*** Listed records Section Begins ***
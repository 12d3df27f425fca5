//! Closed-form oscillators.
//!
//! Every function here maps absolute elapsed seconds to a pose. Nothing is
//! accumulated between calls, so sampling at 30 Hz or 120 Hz (or sampling the
//! same instant twice) yields the same result for the same timestamp.

use crate::scene::components::{
    BasePose, BobAnimation, GroupAnimation, OrbitAnimation, SpinAnimation,
};
use crate::scene::descriptor::ShapeDescriptor;
use glam::{EulerRot, Quat, Vec3};

impl SpinAnimation {
    /// Euler XYZ angles grow linearly from zero; the spin replaces the
    /// rest rotation outright.
    pub fn new(angular_velocity: Vec3) -> Self {
        Self { angular_velocity }
    }

    /// Tumble on X and Y at the descriptor's angular speed.
    pub fn tumble(descriptor: &ShapeDescriptor) -> Self {
        let speed = descriptor.angular_speed;
        Self::new(Vec3::new(speed, speed, 0.0))
    }

    pub fn angles_at(&self, time: f32) -> Vec3 {
        self.angular_velocity * time
    }

    pub fn rotation_at(&self, time: f32) -> Quat {
        let a = self.angles_at(time);
        Quat::from_euler(EulerRot::XYZ, a.x, a.y, a.z)
    }
}

impl OrbitAnimation {
    /// Holds the descriptor on its circle slot with no drift.
    pub fn on_circle(descriptor: &ShapeDescriptor, center: Vec3) -> Self {
        let offset = descriptor.base_position - center;
        Self {
            center,
            radius: Vec3::new(offset.x, 0.0, offset.z).length(),
            base_angle: offset.z.atan2(offset.x),
            angular_speed: descriptor.angular_speed,
            frequency: 0.0,
            phase: descriptor.phase,
            radial_amplitude: 0.0,
            vertical_amplitude: 0.0,
        }
    }

    pub fn with_drift(mut self, frequency: f32, radial_amplitude: f32, vertical_amplitude: f32) -> Self {
        self.frequency = frequency;
        self.radial_amplitude = radial_amplitude;
        self.vertical_amplitude = vertical_amplitude;
        self
    }

    pub fn angle_at(&self, time: f32) -> f32 {
        self.base_angle + self.angular_speed * time
    }

    pub fn radius_at(&self, time: f32) -> f32 {
        self.radius + self.radial_amplitude * (time * self.frequency + self.phase).sin()
    }

    pub fn translation_at(&self, time: f32) -> Vec3 {
        let angle = self.angle_at(time);
        let radius = self.radius_at(time);
        let lift = self.vertical_amplitude * (2.0 * time * self.frequency + self.phase).sin();
        self.center + Vec3::new(angle.cos() * radius, lift, angle.sin() * radius)
    }

    /// Largest distance from the rest circle the drift can reach.
    pub fn envelope(&self) -> f32 {
        self.radial_amplitude.abs().max(self.vertical_amplitude.abs())
    }
}

impl BobAnimation {
    /// `index` desynchronises neighbouring objects.
    pub fn new(amplitude: f32, frequency: f32, index: usize) -> Self {
        Self {
            amplitude,
            frequency,
            offset: index as f32,
        }
    }

    pub fn offset_at(&self, time: f32) -> Vec3 {
        Vec3::Y * ((time * self.frequency + self.offset).sin() * self.amplitude)
    }
}

impl GroupAnimation {
    pub fn spin(angular_velocity: Vec3) -> Self {
        Self {
            angular_velocity,
            ..Self::default()
        }
    }

    pub fn sway(amplitude: Vec3, frequency: Vec3) -> Self {
        Self {
            sway_amplitude: amplitude,
            sway_frequency: frequency,
            angular_velocity: Vec3::ZERO,
        }
    }

    pub fn angles_at(&self, time: f32) -> Vec3 {
        let s = self.sway_frequency * time;
        self.sway_amplitude * Vec3::new(s.x.sin(), s.y.sin(), s.z.sin())
            + self.angular_velocity * time
    }

    pub fn rotation_at(&self, time: f32) -> Quat {
        let a = self.angles_at(time);
        Quat::from_euler(EulerRot::XYZ, a.x, a.y, a.z)
    }
}

/// Local translation and rotation of one object at `time`.
///
/// Orbit replaces the rest translation, bobbing is added on top of whichever
/// applies, and spin replaces the rest rotation.
pub fn pose_at(
    base: &BasePose,
    spin: Option<&SpinAnimation>,
    orbit: Option<&OrbitAnimation>,
    bob: Option<&BobAnimation>,
    time: f32,
) -> (Vec3, Quat) {
    let mut translation = orbit.map_or(base.translation, |orbit| orbit.translation_at(time));
    if let Some(bob) = bob {
        translation += bob.offset_at(time);
    }
    let rotation = spin.map_or(base.rotation, |spin| spin.rotation_at(time));
    (translation, rotation)
}

#[cfg(test)]
mod tests {
    use super::*;
    use crate::color::Color;
    use crate::scene::descriptor::ShapeKind;
    use std::f32::consts::{FRAC_PI_2, PI};

    fn rest() -> BasePose {
        BasePose {
            translation: Vec3::new(1.0, 2.0, 3.0),
            rotation: Quat::IDENTITY,
        }
    }

    #[test]
    fn spin_is_linear_in_time() {
        let spin = SpinAnimation::new(Vec3::new(0.1, 0.2, 0.0));
        assert_eq!(spin.rotation_at(0.0), Quat::IDENTITY);
        let a = spin.angles_at(10.0);
        assert!(a.abs_diff_eq(Vec3::new(1.0, 2.0, 0.0), 1e-6));
    }

    #[test]
    fn spin_overrides_the_rest_rotation() {
        let base = BasePose {
            translation: Vec3::ZERO,
            rotation: Quat::from_rotation_x(FRAC_PI_2),
        };
        let spin = SpinAnimation::new(Vec3::new(0.2, 0.0, 0.3));
        let (_, r) = pose_at(&base, Some(&spin), None, None, 0.0);
        assert_eq!(r, Quat::IDENTITY);
        let (_, r) = pose_at(&base, None, None, None, 0.0);
        assert_eq!(r, base.rotation);
    }

    #[test]
    fn orbit_rests_on_circle_slot() {
        let descriptor = ShapeDescriptor::new(
            ShapeKind::Sphere,
            0.5,
            Vec3::new(0.0, 0.0, -2.0),
            Color::WHITE,
        );
        let orbit = OrbitAnimation::on_circle(&descriptor, Vec3::ZERO);
        assert!((orbit.radius - 2.0).abs() < 1e-6);
        assert!(orbit
            .translation_at(0.0)
            .abs_diff_eq(descriptor.base_position, 1e-5));
        assert!(orbit.translation_at(123.0).abs_diff_eq(descriptor.base_position, 1e-5));
    }

    #[test]
    fn orbit_drift_stays_inside_envelope() {
        let descriptor = ShapeDescriptor::new(ShapeKind::Sphere, 0.5, Vec3::X * 2.0, Color::WHITE)
            .with_phase(3.0)
            .with_angular_speed(0.4);
        let orbit = OrbitAnimation::on_circle(&descriptor, Vec3::ZERO).with_drift(0.5, 0.6, 0.8);
        for step in 0..600 {
            let t = step as f32 * 0.1;
            let p = orbit.translation_at(t);
            let planar = Vec3::new(p.x, 0.0, p.z).length();
            assert!((planar - 2.0).abs() <= 0.6 + 1e-4);
            assert!(p.y.abs() <= 0.8 + 1e-4);
        }
        assert_eq!(orbit.envelope(), 0.8);
    }

    #[test]
    fn bob_uses_object_index_as_phase() {
        let bob = BobAnimation::new(0.12, 1.0, 2);
        let expected = (0.5f32 + 2.0).sin() * 0.12;
        assert!((bob.offset_at(0.5).y - expected).abs() < 1e-7);
        assert_eq!(bob.offset_at(0.5).x, 0.0);
    }

    #[test]
    fn group_sway_is_bounded_and_spin_is_linear() {
        let sway = GroupAnimation::sway(Vec3::new(0.2, 0.2, 0.0), Vec3::new(0.1, 0.2, 0.0));
        for step in 0..1000 {
            let a = sway.angles_at(step as f32 * 0.37);
            assert!(a.x.abs() <= 0.2 && a.y.abs() <= 0.2);
        }
        let spin = GroupAnimation::spin(Vec3::Y * 0.1);
        assert!((spin.angles_at(PI).y - 0.1 * PI).abs() < 1e-6);
    }

    #[test]
    fn pose_layers_bob_on_top_of_rest() {
        let bob = BobAnimation::new(1.0, 1.0, 0);
        let (t, r) = pose_at(&rest(), None, None, Some(&bob), FRAC_PI_2);
        assert!(t.abs_diff_eq(Vec3::new(1.0, 3.0, 3.0), 1e-6));
        assert_eq!(r, Quat::IDENTITY);
    }

    #[test]
    fn pose_without_animation_is_rest_pose() {
        let (t, r) = pose_at(&rest(), None, None, None, 42.0);
        assert_eq!(t, rest().translation);
        assert_eq!(r, rest().rotation);
    }
}
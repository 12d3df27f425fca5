// scene/components.rs
// Pure hecs components

use crate::asset::{Handle, Mesh};
use crate::color::Color;
use crate::scene::descriptor::ShapeDescriptor;
use crate::scene::material::Material;
use crate::scene::Transform;
use glam::{Quat, Vec3};

// ============================================================================
// Core Components
// ============================================================================

/// Local transform, rewritten every frame for animated entities
#[derive(Debug, Clone, Copy)]
pub struct TransformComponent(pub Transform);

/// World-space transform (computed from hierarchy)
#[derive(Debug, Clone, Copy)]
pub struct WorldTransform(pub Transform);

/// Rest pose the animations are expressed against; never mutated per frame
#[derive(Debug, Clone, Copy, PartialEq)]
pub struct BasePose {
    pub translation: Vec3,
    pub rotation: Quat,
}

impl BasePose {
    pub fn from_transform(transform: &Transform) -> Self {
        Self {
            translation: transform.translation,
            rotation: transform.rotation,
        }
    }
}

#[derive(Debug, Clone, Copy)]
pub struct MeshComponent(pub Handle<Mesh>);

#[derive(Debug, Clone, Copy)]
pub struct MaterialComponent(pub Material);

#[derive(Debug, Clone, Copy)]
pub struct Visible(pub bool);

impl Default for Visible {
    fn default() -> Self {
        Self(true)
    }
}

/// Generated object: descriptor plus its position in the generated order
#[derive(Debug, Clone, Copy)]
pub struct ShapeComponent {
    pub descriptor: ShapeDescriptor,
    pub index: usize,
}

/// Marks an entity that only exists to carry children
#[derive(Debug, Clone, Copy, Default)]
pub struct Group;

/// Point sprites drawn from the entity's mesh vertices
#[derive(Debug, Clone, Copy)]
pub struct PointCloud {
    pub point_size: f32,
}

/// Text anchored at the entity's position
#[derive(Debug, Clone)]
pub struct Label {
    pub text: String,
    pub font_size: f32,
    pub color: Color,
}

// ============================================================================
// Lighting Components
// ============================================================================

#[derive(Debug, Clone, Copy)]
pub struct AmbientLight {
    pub color: Color,
    pub intensity: f32,
}

#[derive(Debug, Clone, Copy)]
pub struct PointLight {
    pub color: Color,
    pub intensity: f32,
}

/// Shines from the entity's translation towards the origin
#[derive(Debug, Clone, Copy)]
pub struct DirectionalLight {
    pub color: Color,
    pub intensity: f32,
}

// ============================================================================
// Utility Components
// ============================================================================

#[derive(Debug, Clone)]
pub struct Name(pub String);

impl Name {
    pub fn new(name: impl Into<String>) -> Self {
        Self(name.into())
    }
}

// ============================================================================
// Animation Components
// ============================================================================

/// Euler (XYZ) rotation growing linearly with elapsed time
#[derive(Debug, Clone, Copy, PartialEq)]
pub struct SpinAnimation {
    pub angular_velocity: Vec3,
}

/// Circle-layout position with bounded radial and vertical drift
#[derive(Debug, Clone, Copy, PartialEq)]
pub struct OrbitAnimation {
    pub center: Vec3,
    pub radius: f32,
    pub base_angle: f32,
    pub angular_speed: f32,
    pub frequency: f32,
    pub phase: f32,
    pub radial_amplitude: f32,
    pub vertical_amplitude: f32,
}

/// Vertical sine offset layered onto the rest position
#[derive(Debug, Clone, Copy, PartialEq)]
pub struct BobAnimation {
    pub amplitude: f32,
    pub frequency: f32,
    pub offset: f32,
}

/// Whole-group rotation: a sway term plus a constant spin
#[derive(Debug, Clone, Copy, PartialEq, Default)]
pub struct GroupAnimation {
    pub sway_amplitude: Vec3,
    pub sway_frequency: Vec3,
    pub angular_velocity: Vec3,
}

// ============================================================================
// Hierarchy Components
// ============================================================================

#[derive(Debug, Clone, Copy)]
pub struct Parent(pub hecs::Entity);

#[derive(Debug, Clone, Default)]
pub struct Children(pub Vec<hecs::Entity>);
use std::fmt;
use std::hash::{Hash, Hasher};
use std::marker::PhantomData;

/// Typed index into an [`AssetCache`](super::AssetCache).
pub struct Handle<T> {
    index: u32,
    _marker: PhantomData<fn() -> T>,
}

// Manual impls so `T` needs no bounds of its own.
impl<T> Clone for Handle<T> {
    fn clone(&self) -> Self {
        *self
    }
}

impl<T> Copy for Handle<T> {}

impl<T> PartialEq for Handle<T> {
    fn eq(&self, other: &Self) -> bool {
        self.index == other.index
    }
}

impl<T> Eq for Handle<T> {}

impl<T> Hash for Handle<T> {
    fn hash<H: Hasher>(&self, state: &mut H) {
        self.index.hash(state);
    }
}

impl<T> fmt::Debug for Handle<T> {
    fn fmt(&self, f: &mut fmt::Formatter<'_>) -> fmt::Result {
        f.debug_tuple("Handle").field(&self.index).finish()
    }
}

impl<T> Handle<T> {
    pub fn new(index: usize) -> Self {
        Self {
            index: index as u32,
            _marker: PhantomData,
        }
    }

    pub fn index(&self) -> usize {
        self.index as usize
    }
}

#[cfg(test)]
mod tests {
    use super::*;

    struct NotCopy;

    #[test]
    fn handle_is_copy_for_any_payload() {
        let h1: Handle<NotCopy> = Handle::new(5);
        let h2 = h1;
        assert_eq!(h1, h2);
        assert_eq!(h2.index(), 5);
        assert_eq!(format!("{h1:?}"), "Handle(5)");
    }
}
use super::Handle;

/// Append-only store; handles stay valid until the cache is cleared.
pub struct AssetCache<T> {
    items: Vec<T>,
}

impl<T> AssetCache<T> {
    pub fn new() -> Self {
        Self { items: Vec::new() }
    }

    pub fn insert(&mut self, item: T) -> Handle<T> {
        let index = self.items.len();
        self.items.push(item);
        Handle::new(index)
    }

    pub fn get(&self, handle: Handle<T>) -> Option<&T> {
        self.items.get(handle.index())
    }

    pub fn len(&self) -> usize {
        self.items.len()
    }

    pub fn is_empty(&self) -> bool {
        self.items.is_empty()
    }

    pub fn clear(&mut self) {
        self.items.clear();
    }
}

impl<T> Default for AssetCache<T> {
    fn default() -> Self {
        Self::new()
    }
}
*** Listed records Section Ends ***
* [Problem to solve]
Give the number of lines in the material above that include the string "other", with no further text.

* [Exercise result]
2